Une nouvelle ressource financière et environnementale
L’utilisation de ce biogaz représente une avancée pour l’autonomie énergétique des installations de traitement des eaux en France. Antoine Frérot, président du conseil d’administration de Veolia, a souligné lors de l’inauguration que cette démarche s’inscrit dans une vision plus large : « L’objectif est de rendre progressivement autonomes en énergie toutes les installations de gestion de l’eau et des déchets que nous exploitons en France. »
Le SIAAP, qui sera chargé de la vente du biométhane, estime que cette initiative génèrera une ressource financière de l’ordre de deux millions d’euros par an. Ce revenu additionnel est d’autant plus notable qu’il provient de la valorisation d’un sous-produit jusque-là sous-exploité.
Perspectives et ambitions futures
L’injection du biométhane issu des boues d’épuration dans le réseau urbain ouvre la voie à d’autres projets similaires en France et en Europe. L’initiative s’aligne avec les objectifs de réduction des émissions de gaz à effet de serre (GES) et de promotion des énergies renouvelables dans les secteurs industriels et publics.
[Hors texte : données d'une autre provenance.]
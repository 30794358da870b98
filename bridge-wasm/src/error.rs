//! Error types for the WebF host adapter

use thiserror::Error;
use wasm_bindgen::JsCast;

/// Result type for WebF host operations
pub type WasmResult<T> = Result<T, WasmError>;

/// Errors raised while talking to the `webf` global
#[derive(Error, Debug)]
pub enum WasmError {
    /// The host threw or rejected
    #[error("JavaScript error: {0}")]
    JavaScript(String),

    /// A primitive is missing from the host object
    #[error("{0} is not available")]
    NotAvailable(String),

    /// A value could not cross the JS/Rust boundary
    #[error("Serialization error: {0}")]
    Serialization(String),
}

impl From<WasmError> for bridge_traits::error::BridgeError {
    fn from(err: WasmError) -> Self {
        match err {
            WasmError::NotAvailable(primitive) => {
                bridge_traits::error::BridgeError::NotAvailable(primitive)
            }
            other => bridge_traits::error::BridgeError::OperationFailed(other.to_string()),
        }
    }
}

impl From<wasm_bindgen::JsValue> for WasmError {
    fn from(js_value: wasm_bindgen::JsValue) -> Self {
        let msg = if js_value.is_string() {
            js_value
                .as_string()
                .unwrap_or_else(|| "Unknown error".to_string())
        } else if let Some(error) = js_value.dyn_ref::<js_sys::Error>() {
            error.message().into()
        } else {
            format!("{:?}", js_value)
        };
        WasmError::JavaScript(msg)
    }
}

impl From<serde_wasm_bindgen::Error> for WasmError {
    fn from(err: serde_wasm_bindgen::Error) -> Self {
        WasmError::Serialization(err.to_string())
    }
}
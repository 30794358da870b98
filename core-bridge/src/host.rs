//! # Host Accessor
//!
//! Finds the host bridge in the ambient environment. Lookups are never
//! cached: the host may attach itself after this crate is loaded, or never.
//!
//! ## Probe order
//!
//! 1. `window.webf`
//! 2. top-level `webf`
//!
//! On `wasm32` the probe goes through the real JavaScript global object (see
//! `bridge_wasm::WebfGlobalLocator`). Native shells have no such object, so
//! they fill the same two slots of a process-wide ambient scope:
//!
//! ```ignore
//! use core_bridge::host::{install_host, HostSlot};
//! use std::sync::Arc;
//!
//! install_host(HostSlot::Window, Arc::new(bridge_desktop::InProcessHost::new()));
//! assert!(core_bridge::host::locate_host().is_some());
//! ```

use std::sync::Arc;

use bridge_traits::host::{HostLocator, ModuleHost};

/// The platform's default locator.
#[derive(Debug, Clone, Copy, Default)]
pub struct DefaultHostLocator;

impl HostLocator for DefaultHostLocator {
    #[cfg(target_arch = "wasm32")]
    fn locate_host(&self) -> Option<Arc<dyn ModuleHost>> {
        bridge_wasm::WebfGlobalLocator.locate_host()
    }

    #[cfg(not(target_arch = "wasm32"))]
    fn locate_host(&self) -> Option<Arc<dyn ModuleHost>> {
        ambient::probe()
    }
}

/// Locate the host with the platform's default locator.
///
/// Absence is a normal outcome, not an error.
pub fn locate_host() -> Option<Arc<dyn ModuleHost>> {
    DefaultHostLocator.locate_host()
}

/// The default locator as a shareable trait object.
pub fn default_locator() -> Arc<dyn HostLocator> {
    Arc::new(DefaultHostLocator)
}

#[cfg(not(target_arch = "wasm32"))]
pub use ambient::{install_host, remove_host, HostSlot};

#[cfg(not(target_arch = "wasm32"))]
mod ambient {
    use std::sync::{Arc, PoisonError, RwLock};

    use bridge_traits::host::ModuleHost;
    use tracing::debug;

    /// Well-known places a host can attach itself to.
    #[derive(Debug, Clone, Copy, PartialEq, Eq)]
    pub enum HostSlot {
        /// Nested `window.webf`, probed first
        Window,
        /// Top-level `webf`
        Global,
    }

    struct AmbientScope {
        window: Option<Arc<dyn ModuleHost>>,
        global: Option<Arc<dyn ModuleHost>>,
    }

    impl AmbientScope {
        fn slot(&mut self, slot: HostSlot) -> &mut Option<Arc<dyn ModuleHost>> {
            match slot {
                HostSlot::Window => &mut self.window,
                HostSlot::Global => &mut self.global,
            }
        }
    }

    static AMBIENT_SCOPE: RwLock<AmbientScope> = RwLock::new(AmbientScope {
        window: None,
        global: None,
    });

    /// Attach `host` to `slot`, returning whatever was there before.
    pub fn install_host(slot: HostSlot, host: Arc<dyn ModuleHost>) -> Option<Arc<dyn ModuleHost>> {
        debug!(?slot, "Installing module host");
        let mut scope = AMBIENT_SCOPE.write().unwrap_or_else(PoisonError::into_inner);
        scope.slot(slot).replace(host)
    }

    /// Detach the host in `slot`.
    pub fn remove_host(slot: HostSlot) -> Option<Arc<dyn ModuleHost>> {
        debug!(?slot, "Removing module host");
        let mut scope = AMBIENT_SCOPE.write().unwrap_or_else(PoisonError::into_inner);
        scope.slot(slot).take()
    }

    pub(super) fn probe() -> Option<Arc<dyn ModuleHost>> {
        let scope = AMBIENT_SCOPE.read().unwrap_or_else(PoisonError::into_inner);
        scope.window.clone().or_else(|| scope.global.clone())
    }

}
En diversifiant ses ressources énergétiques, Veolia espère non seulement répondre aux besoins énergétiques locaux mais aussi inspirer d’autres collectivités à explorer des solutions durables et innovantes pour la gestion des déchets.
Alors que la transition énergétique s’accélère, des projets comme celui-ci, combinant efficacité écologique et viabilité économique, montrent comment les secteurs de l’assainissement et de l’énergie peuvent converger pour offrir des solutions aux enjeux environnementaux.